The HRG included 64% of women and the LRG included 36% (P < 0.001). Of all participants, 4.5% had SCH and 0.5% OH. The detection rate of SCH and OH was comparable between the LRG and HRG (46% vs 54% and 25% vs 75%; P = 0.560 and 0.157, respectively). In the HRG, the detection rate of SCH was lower than that of US (54% vs 100%; P < 0.001), but that of OH was comparable (75%; P = 0.596). The detection rate of SCH in the HRG+ and HRG++ was comparable to that in the US group (81% and 88% vs 100%; P = 0.220 and 0.439, respectively).

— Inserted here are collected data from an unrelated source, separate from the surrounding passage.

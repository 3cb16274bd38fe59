//! LLM-backed re-ranking: batches of at most 5 documents scored by an
//! LLM call, falling back to the original order on any parse failure
//! (§4.7 `rerank`).

use async_trait::async_trait;
use serde::Deserialize;
use serde_json::Value;

use crate::hypothesis::extract_json_block;
use crate::llm::{ChatMessage, CompletionRequest, LLMClient};

use super::types::SearchResult;

const MAX_BATCH_SIZE: usize = 5;

/// The dimension along which documents are scored.
#[derive(Debug, Clone, Copy, PartialEq, Eq)]
pub enum RerankMode {
    Relevance,
    Informativeness,
    Combined,
}

impl RerankMode {
    fn prompt_label(&self) -> &'static str {
        match self {
            RerankMode::Relevance => "relevance to the query",
            RerankMode::Informativeness => "how much new information the document adds",
            RerankMode::Combined => "a balance of relevance and informativeness",
        }
    }
}

#[derive(Debug, Deserialize)]
struct ScoreEntry {
    document_id: String,
    score: f64,
}

#[derive(Debug, Deserialize)]
struct ScoreResponse {
    scores: Vec<ScoreEntry>,
}

fn build_prompt(query: &str, docs: &[SearchResult], mode: RerankMode) -> String {
    let listing: String = docs
        .iter()
        .map(|d| format!("- id: {}\n  title: {}\n  snippet: {}", d.document_id, d.title, d.snippet))
        .collect::<Vec<_>>()
        .join("\n");
    format!(
        "Score each document below for {} to the query \"{}\" on a 0.0-1.0 scale.\n\
Documents:\n{}\n\n\
Respond with JSON only: {{\"scores\": [{{\"document_id\": \"...\", \"score\": 0.0}}, ...]}}",
        mode.prompt_label(),
        query,
        listing
    )
}

fn parse_scores(raw: &str) -> Option<Vec<ScoreEntry>> {
    let candidate = extract_json_block(raw);
    let value: Value = serde_json::from_str(candidate).ok()?;
    let response: ScoreResponse = serde_json::from_value(value).ok()?;
    Some(response.scores)
}

/// Re-ranks `docs` against `query` using `client`, batching at most
/// `MAX_BATCH_SIZE` documents per call. On any parse failure for a
/// batch, that batch's original relative order is preserved.
pub async fn rerank<C: LLMClient>(client: &C, query: &str, docs: Vec<SearchResult>, mode: RerankMode) -> Vec<SearchResult> {
    let mut reranked = Vec::with_capacity(docs.len());
    for batch in docs.chunks(MAX_BATCH_SIZE) {
        reranked.extend(rerank_batch(client, query, batch, mode).await);
    }
    reranked
}

async fn rerank_batch<C: LLMClient>(client: &C, query: &str, batch: &[SearchResult], mode: RerankMode) -> Vec<SearchResult> {
    let prompt = build_prompt(query, batch, mode);
    let request = CompletionRequest::new()
        .with_message(ChatMessage::user(prompt))
        .with_temperature(0.0);

    let response = match client.complete(request).await {
        Ok(response) => response,
        Err(_) => return batch.to_vec(),
    };

    let scores = match parse_scores(&response.content) {
        Some(scores) => scores,
        None => return batch.to_vec(),
    };

    let score_by_id: std::collections::HashMap<String, f64> =
        scores.into_iter().map(|s| (s.document_id, s.score)).collect();

    if batch.iter().any(|d| !score_by_id.contains_key(&d.document_id)) {
        return batch.to_vec();
    }

    let mut ranked = batch.to_vec();
    ranked.sort_by(|a, b| {
        let score_a = score_by_id.get(&a.document_id).copied().unwrap_or(0.0);
        let score_b = score_by_id.get(&b.document_id).copied().unwrap_or(0.0);
        score_b.partial_cmp(&score_a).unwrap_or(std::cmp::Ordering::Equal)
    });
    ranked
}

#[async_trait]
pub trait Reranker: Send + Sync {
    async fn rerank(&self, query: &str, docs: Vec<SearchResult>, mode: RerankMode) -> Vec<SearchResult>;
}

pub struct LlmReranker<C: LLMClient> {
    client: C,
}

impl<C: LLMClient> LlmReranker<C> {
    pub fn new(client: C) -> Self {
        Self { client }
    }
}

#[async_trait]
impl<C: LLMClient> Reranker for LlmReranker<C> {
    async fn rerank(&self, query: &str, docs: Vec<SearchResult>, mode: RerankMode) -> Vec<SearchResult> {
        rerank(&self.client, query, docs, mode).await
    }
}

#[cfg(test)]
mod tests {
    use super::*;

    #[test]
    fn parses_well_formed_score_response() {
        let raw = r#"{"scores": [{"document_id": "a", "score": 0.9}, {"document_id": "b", "score": 0.1}]}"#;
        let scores = parse_scores(raw).unwrap();
        assert_eq!(scores.len(), 2);
    }

    #[test]
    fn parses_fenced_score_response() {
        let raw = "```json\n{\"scores\": [{\"document_id\": \"a\", \"score\": 0.5}]}\n```";
        let scores = parse_scores(raw).unwrap();
        assert_eq!(scores[0].document_id, "a");
    }

    #[test]
    fn garbage_response_fails_to_parse() {
        assert!(parse_scores("not json at all").is_none());
    }

    #[test]
    fn prompt_includes_all_document_ids() {
        let docs = vec![SearchResult::new("a", "Title", "Snippet", super::super::types::BackendKind::Vector, 0.5)];
        let prompt = build_prompt("query", &docs, RerankMode::Combined);
        assert!(prompt.contains("id: a"));
    }
}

Targeted high-risk case finding screening was not effective for the detection of SCH but performed better for OH. When obesity in the range BMI 30 to 39.9 kg/m2 and a Caucasian background were included as risk factors, the detection rate of SCH became comparable with that of US.
与普遍筛查(US)相比,建议针对甲状腺功能障碍对孕妇进行靶向筛查。我们旨在根据美国甲状腺协会指南(ATA-GL)确定亚临床甲状腺功能减退症(SCH)和显性甲状腺功能减退症(OH)的检出率,以及是否可以提高该检出率。
设计、地点和参与者:对单中心的 1832 名孕妇进行横断面研究。测定甲状腺功能(TSH 和游离 T4)和铁状态。高危组(HRG)包括具有一个或多个 ATA-GL 危险因素的妇女,低危组(LRG)包括没有危险因素的妇女。具有其他危险因素(BMI 为 30 至 39.9kg/m2,白种人背景)的参与者被归类为 HRG+,而铁缺乏的参与者被归类为 HRG++。
HRG 包括 64%的女性,LRG 包括 36%(P < 0.001)。所有参与者中,4.5%患有 SCH,0.5%患有 OH。LRG 和 HRG 之间 SCH 和 OH 的检出率相似(46%比 54%和 25%比 75%;P = 0.560 和 0.157)。在 HRG 中,SCH 的检出率低于 US(54%比 100%;P < 0.001),但 OH 的检出率相似(75%;P = 0.596)。HRG+和 HRG++的 SCH 检出率与 US 组相似(81%和 88%比 100%;P = 0.220 和 0.439)。
针对高危病例的筛查对 SCH 的检出率无效,但对 OH 的检出率更好。当将 BMI 范围为 30 至 39.9kg/m2 的肥胖和白种人背景纳入危险因素时,SCH 的检出率与 US 相当。